* _YOUR TASK_: When a line of the records below contains the string "MaterializeStep", copy that whole line.

*** Opening of AVAILABLE RECORDS ***

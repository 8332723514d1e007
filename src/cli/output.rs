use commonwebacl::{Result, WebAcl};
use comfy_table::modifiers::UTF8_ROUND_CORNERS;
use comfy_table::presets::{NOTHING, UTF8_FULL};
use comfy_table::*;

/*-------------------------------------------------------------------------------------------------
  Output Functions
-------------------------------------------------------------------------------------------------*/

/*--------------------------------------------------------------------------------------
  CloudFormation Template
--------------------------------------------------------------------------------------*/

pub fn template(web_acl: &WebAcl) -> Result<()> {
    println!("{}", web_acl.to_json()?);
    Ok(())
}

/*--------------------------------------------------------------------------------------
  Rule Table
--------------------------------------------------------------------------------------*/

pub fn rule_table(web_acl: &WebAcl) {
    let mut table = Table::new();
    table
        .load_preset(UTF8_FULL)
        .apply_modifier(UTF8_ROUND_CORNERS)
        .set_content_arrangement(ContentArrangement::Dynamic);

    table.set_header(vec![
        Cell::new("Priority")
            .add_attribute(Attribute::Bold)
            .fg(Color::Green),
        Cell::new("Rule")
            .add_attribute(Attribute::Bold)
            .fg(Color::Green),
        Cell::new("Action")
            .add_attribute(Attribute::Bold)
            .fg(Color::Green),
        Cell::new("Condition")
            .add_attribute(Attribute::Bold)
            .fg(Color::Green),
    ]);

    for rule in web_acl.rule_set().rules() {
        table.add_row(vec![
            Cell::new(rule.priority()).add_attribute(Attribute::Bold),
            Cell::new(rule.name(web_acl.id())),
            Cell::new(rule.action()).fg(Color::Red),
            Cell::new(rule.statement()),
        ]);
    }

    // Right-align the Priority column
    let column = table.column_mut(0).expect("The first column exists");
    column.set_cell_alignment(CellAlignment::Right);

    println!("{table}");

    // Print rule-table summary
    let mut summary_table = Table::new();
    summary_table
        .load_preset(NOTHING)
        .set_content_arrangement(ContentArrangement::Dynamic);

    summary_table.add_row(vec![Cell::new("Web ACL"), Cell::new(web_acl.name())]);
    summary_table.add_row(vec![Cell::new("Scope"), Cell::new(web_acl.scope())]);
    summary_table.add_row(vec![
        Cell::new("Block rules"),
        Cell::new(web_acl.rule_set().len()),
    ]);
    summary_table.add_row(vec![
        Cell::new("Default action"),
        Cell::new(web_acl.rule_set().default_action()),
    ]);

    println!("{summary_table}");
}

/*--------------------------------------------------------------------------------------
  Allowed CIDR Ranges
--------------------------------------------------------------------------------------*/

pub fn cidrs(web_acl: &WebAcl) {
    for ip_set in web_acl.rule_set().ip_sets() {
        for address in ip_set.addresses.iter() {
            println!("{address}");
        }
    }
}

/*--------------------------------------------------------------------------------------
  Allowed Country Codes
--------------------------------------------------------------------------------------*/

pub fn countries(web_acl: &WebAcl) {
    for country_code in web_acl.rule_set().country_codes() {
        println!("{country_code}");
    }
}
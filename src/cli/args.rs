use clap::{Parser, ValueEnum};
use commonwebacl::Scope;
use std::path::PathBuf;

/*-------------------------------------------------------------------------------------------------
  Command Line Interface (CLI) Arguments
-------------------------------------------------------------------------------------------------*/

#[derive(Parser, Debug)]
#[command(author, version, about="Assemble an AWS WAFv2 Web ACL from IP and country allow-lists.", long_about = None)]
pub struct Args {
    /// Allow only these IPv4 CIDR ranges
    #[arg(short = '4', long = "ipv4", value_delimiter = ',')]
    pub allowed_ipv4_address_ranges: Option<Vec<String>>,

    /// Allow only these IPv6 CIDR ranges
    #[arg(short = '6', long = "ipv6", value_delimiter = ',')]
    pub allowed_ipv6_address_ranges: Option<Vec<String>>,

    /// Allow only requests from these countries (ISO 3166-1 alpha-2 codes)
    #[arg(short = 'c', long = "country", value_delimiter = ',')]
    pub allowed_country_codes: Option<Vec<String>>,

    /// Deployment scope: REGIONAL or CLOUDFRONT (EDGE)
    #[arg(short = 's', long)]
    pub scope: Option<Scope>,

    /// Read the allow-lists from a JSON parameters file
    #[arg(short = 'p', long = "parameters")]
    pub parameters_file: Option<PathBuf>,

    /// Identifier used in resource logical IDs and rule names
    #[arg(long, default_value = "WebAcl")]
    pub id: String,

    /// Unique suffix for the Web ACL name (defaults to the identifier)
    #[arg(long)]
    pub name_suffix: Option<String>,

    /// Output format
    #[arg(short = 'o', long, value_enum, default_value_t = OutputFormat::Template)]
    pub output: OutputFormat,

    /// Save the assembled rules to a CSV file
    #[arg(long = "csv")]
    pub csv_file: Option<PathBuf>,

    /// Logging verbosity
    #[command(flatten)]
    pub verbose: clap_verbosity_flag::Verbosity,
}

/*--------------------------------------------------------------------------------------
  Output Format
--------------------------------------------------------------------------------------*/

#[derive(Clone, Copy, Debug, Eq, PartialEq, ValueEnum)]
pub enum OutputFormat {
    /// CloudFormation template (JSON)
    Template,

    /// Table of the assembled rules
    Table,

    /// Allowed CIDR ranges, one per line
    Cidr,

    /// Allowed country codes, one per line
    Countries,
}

*** Close of AVAILABLE RECORDS ***
*** Opening of AVAILABLE RECORDS ***

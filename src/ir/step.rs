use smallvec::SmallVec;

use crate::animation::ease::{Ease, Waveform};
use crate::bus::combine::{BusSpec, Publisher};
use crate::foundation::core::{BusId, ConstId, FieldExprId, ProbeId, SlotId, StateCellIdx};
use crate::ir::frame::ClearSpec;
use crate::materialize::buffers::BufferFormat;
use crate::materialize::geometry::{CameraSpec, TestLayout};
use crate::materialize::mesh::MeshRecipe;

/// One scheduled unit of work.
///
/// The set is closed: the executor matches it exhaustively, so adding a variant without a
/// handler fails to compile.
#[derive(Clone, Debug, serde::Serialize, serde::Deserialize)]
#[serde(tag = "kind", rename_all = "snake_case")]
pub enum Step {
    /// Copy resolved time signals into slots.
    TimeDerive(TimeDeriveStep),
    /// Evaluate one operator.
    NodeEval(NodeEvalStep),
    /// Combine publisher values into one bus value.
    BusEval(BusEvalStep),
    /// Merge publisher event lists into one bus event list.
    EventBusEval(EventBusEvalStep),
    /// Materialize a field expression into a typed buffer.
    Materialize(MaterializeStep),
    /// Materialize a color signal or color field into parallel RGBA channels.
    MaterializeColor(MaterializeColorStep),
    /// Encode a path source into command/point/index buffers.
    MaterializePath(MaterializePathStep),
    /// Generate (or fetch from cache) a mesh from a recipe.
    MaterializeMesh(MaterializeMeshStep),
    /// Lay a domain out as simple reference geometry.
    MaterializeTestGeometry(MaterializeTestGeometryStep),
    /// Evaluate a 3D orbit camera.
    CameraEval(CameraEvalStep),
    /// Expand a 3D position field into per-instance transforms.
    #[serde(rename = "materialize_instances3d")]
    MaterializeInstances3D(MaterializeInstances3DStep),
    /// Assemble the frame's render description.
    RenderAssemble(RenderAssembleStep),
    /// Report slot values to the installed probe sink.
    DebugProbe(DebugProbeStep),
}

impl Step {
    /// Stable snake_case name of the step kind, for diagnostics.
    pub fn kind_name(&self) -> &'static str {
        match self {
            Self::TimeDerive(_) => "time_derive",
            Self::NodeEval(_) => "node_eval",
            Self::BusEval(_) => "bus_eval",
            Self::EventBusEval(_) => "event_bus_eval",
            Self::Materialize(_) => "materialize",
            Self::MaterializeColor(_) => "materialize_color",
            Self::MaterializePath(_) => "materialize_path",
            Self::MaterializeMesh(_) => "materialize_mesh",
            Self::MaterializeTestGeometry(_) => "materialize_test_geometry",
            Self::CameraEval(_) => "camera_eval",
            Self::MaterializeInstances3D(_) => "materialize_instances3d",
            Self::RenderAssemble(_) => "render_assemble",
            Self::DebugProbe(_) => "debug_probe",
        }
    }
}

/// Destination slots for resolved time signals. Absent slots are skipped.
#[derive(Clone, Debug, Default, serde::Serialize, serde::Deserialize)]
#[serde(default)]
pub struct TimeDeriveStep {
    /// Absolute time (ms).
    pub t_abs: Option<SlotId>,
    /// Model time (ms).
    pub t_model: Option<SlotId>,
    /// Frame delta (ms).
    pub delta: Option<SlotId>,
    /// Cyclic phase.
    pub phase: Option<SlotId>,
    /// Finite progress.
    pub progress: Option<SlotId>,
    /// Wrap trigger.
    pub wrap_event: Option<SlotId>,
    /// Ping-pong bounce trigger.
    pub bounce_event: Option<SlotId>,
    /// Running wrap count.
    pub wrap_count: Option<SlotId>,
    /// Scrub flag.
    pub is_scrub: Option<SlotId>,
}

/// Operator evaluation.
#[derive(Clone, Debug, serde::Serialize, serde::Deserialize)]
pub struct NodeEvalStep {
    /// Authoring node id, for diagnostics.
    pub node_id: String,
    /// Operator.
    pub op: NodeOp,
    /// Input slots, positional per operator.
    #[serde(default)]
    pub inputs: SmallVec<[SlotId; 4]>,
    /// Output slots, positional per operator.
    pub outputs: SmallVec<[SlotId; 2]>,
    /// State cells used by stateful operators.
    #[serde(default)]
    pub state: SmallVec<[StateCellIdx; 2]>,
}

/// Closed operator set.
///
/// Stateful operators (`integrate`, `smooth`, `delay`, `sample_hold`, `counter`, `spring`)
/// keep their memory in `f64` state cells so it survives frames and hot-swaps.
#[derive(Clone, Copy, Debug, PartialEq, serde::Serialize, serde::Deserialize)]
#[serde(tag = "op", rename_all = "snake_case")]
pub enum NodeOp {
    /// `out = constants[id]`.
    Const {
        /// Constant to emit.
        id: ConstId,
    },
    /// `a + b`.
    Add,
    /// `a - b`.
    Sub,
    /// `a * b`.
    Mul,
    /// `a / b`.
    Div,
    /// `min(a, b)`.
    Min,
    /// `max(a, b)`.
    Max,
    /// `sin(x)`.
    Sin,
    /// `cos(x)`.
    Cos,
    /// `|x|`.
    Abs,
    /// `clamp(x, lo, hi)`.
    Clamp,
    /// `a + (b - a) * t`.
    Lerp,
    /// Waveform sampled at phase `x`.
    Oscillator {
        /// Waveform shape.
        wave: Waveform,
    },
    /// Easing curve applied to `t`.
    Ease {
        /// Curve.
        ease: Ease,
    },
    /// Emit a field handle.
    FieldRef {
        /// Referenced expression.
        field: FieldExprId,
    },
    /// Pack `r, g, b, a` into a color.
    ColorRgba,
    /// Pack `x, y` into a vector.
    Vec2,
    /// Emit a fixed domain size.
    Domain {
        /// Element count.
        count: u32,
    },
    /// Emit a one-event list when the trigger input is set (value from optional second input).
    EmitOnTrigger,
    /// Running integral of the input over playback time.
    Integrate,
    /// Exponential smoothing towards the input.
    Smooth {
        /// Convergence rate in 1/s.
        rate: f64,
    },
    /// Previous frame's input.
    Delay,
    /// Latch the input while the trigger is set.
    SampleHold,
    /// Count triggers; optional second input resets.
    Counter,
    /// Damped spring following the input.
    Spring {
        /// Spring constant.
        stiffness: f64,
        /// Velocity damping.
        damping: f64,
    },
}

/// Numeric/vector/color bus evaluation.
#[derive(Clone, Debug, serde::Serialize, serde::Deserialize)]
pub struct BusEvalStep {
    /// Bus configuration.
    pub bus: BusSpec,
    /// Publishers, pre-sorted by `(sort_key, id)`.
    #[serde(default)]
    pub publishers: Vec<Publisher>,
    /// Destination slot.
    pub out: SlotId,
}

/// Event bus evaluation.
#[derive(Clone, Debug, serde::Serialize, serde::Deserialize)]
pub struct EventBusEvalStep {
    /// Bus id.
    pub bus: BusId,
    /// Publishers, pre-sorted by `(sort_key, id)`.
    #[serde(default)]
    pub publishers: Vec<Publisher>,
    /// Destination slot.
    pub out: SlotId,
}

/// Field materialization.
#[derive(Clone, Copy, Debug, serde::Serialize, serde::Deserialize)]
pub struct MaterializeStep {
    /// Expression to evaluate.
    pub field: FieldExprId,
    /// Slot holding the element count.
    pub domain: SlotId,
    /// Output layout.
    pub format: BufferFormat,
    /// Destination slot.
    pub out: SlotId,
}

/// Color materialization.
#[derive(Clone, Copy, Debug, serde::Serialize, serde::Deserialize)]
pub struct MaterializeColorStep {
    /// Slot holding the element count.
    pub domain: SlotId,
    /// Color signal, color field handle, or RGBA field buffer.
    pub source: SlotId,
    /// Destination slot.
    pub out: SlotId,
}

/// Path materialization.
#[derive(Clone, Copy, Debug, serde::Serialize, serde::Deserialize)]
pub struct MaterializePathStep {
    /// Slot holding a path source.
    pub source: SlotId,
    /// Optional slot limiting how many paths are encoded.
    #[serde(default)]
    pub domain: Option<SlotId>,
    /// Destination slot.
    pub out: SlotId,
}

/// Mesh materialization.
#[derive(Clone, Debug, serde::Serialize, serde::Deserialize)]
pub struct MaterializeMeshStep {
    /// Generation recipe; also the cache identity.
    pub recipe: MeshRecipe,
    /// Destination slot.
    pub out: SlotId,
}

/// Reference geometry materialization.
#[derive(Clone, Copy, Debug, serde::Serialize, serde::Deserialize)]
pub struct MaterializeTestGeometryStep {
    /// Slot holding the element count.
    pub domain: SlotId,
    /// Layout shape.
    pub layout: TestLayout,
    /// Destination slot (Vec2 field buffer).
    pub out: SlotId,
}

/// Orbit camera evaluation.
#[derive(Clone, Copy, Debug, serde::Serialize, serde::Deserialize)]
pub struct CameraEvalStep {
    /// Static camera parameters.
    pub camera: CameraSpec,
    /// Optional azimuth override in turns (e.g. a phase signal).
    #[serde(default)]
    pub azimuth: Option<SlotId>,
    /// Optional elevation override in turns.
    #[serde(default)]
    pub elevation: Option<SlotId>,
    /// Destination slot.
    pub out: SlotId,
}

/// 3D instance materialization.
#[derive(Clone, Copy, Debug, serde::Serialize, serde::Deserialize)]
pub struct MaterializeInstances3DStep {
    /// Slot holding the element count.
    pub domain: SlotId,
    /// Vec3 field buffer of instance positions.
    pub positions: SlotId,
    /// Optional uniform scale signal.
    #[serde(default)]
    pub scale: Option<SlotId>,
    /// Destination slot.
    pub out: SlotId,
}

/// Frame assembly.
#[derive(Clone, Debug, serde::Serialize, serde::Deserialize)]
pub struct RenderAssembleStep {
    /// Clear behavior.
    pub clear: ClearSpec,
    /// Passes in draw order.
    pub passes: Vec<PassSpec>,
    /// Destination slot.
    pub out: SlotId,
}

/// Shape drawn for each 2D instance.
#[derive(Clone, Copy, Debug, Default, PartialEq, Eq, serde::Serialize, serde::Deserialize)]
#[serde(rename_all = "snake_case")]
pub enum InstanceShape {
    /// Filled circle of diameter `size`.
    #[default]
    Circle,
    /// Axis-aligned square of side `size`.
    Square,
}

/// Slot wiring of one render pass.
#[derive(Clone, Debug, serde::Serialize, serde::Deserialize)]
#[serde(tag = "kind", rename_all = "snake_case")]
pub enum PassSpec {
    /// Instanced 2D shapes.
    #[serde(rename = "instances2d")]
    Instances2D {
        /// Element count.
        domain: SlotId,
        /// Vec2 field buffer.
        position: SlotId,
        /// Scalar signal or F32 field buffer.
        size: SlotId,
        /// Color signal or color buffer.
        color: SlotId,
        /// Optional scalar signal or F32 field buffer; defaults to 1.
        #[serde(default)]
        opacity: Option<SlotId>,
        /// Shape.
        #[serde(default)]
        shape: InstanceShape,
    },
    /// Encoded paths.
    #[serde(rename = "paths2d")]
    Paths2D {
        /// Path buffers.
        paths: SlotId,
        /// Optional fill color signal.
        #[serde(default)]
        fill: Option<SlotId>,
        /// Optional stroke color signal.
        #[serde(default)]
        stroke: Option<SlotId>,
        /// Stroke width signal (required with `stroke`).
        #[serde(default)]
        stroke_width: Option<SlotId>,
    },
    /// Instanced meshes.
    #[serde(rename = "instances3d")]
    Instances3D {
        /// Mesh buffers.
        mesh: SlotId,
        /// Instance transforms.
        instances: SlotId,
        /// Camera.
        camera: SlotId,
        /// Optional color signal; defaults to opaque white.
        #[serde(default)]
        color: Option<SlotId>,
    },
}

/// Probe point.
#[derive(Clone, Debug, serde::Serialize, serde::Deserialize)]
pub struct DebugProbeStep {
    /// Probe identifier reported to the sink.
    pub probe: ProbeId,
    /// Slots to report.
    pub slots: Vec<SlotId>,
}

*** Close of AVAILABLE RECORDS ***
*** Opening of AVAILABLE RECORDS ***

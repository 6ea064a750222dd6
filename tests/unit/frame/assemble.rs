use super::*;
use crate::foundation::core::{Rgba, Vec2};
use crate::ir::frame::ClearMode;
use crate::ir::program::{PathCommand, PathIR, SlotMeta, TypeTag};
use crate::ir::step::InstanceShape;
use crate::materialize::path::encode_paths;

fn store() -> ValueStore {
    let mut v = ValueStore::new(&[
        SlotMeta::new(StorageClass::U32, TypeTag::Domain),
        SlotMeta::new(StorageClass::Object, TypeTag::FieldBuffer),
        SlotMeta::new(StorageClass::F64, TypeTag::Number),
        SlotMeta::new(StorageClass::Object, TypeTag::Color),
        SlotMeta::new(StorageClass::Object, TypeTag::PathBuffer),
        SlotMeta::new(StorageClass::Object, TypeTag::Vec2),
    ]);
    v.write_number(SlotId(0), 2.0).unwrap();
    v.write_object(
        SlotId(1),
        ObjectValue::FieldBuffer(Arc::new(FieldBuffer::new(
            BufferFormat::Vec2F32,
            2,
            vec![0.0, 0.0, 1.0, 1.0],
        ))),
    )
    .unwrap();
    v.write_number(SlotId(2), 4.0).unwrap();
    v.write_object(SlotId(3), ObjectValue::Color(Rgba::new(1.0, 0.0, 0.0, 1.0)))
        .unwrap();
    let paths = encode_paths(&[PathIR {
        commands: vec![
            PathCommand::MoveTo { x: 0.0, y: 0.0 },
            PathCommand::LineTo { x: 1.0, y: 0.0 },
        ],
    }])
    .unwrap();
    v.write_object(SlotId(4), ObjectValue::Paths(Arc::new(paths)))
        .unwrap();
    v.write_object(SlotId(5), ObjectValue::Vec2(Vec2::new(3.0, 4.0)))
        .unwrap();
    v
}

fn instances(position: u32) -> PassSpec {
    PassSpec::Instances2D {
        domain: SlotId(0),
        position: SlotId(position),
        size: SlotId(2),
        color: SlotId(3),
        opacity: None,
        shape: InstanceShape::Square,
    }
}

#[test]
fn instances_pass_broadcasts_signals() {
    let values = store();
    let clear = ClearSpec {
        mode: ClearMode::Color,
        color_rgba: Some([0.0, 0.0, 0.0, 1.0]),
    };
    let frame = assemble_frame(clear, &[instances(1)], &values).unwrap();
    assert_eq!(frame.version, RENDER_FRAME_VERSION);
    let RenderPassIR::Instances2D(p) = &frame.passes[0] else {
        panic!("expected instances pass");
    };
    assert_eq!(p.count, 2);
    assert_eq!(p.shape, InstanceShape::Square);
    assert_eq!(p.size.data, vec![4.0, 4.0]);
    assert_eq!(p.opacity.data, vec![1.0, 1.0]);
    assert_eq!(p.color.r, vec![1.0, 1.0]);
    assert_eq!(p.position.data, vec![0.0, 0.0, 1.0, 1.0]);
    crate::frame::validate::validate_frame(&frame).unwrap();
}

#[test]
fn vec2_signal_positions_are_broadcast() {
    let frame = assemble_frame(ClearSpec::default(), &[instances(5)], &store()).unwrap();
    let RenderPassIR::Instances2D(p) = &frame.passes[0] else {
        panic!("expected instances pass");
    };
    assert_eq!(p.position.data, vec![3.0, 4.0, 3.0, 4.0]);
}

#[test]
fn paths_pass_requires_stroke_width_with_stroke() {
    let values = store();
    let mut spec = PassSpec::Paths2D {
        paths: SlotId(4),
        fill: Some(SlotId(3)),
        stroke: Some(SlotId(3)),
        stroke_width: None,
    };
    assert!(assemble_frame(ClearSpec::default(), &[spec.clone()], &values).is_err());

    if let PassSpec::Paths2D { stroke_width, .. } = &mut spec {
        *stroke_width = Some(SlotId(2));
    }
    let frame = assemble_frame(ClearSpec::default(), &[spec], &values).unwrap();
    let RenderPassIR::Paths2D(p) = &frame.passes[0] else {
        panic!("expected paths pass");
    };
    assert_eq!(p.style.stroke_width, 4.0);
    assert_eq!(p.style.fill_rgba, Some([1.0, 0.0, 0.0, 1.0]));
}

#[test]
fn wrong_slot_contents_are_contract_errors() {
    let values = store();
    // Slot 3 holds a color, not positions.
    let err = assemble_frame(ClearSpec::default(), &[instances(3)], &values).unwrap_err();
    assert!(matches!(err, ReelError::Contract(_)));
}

*** Close of AVAILABLE RECORDS ***

* _ANSWER TO THIS TASK_:
    Materialize(MaterializeStep),
pub struct MaterializeStep {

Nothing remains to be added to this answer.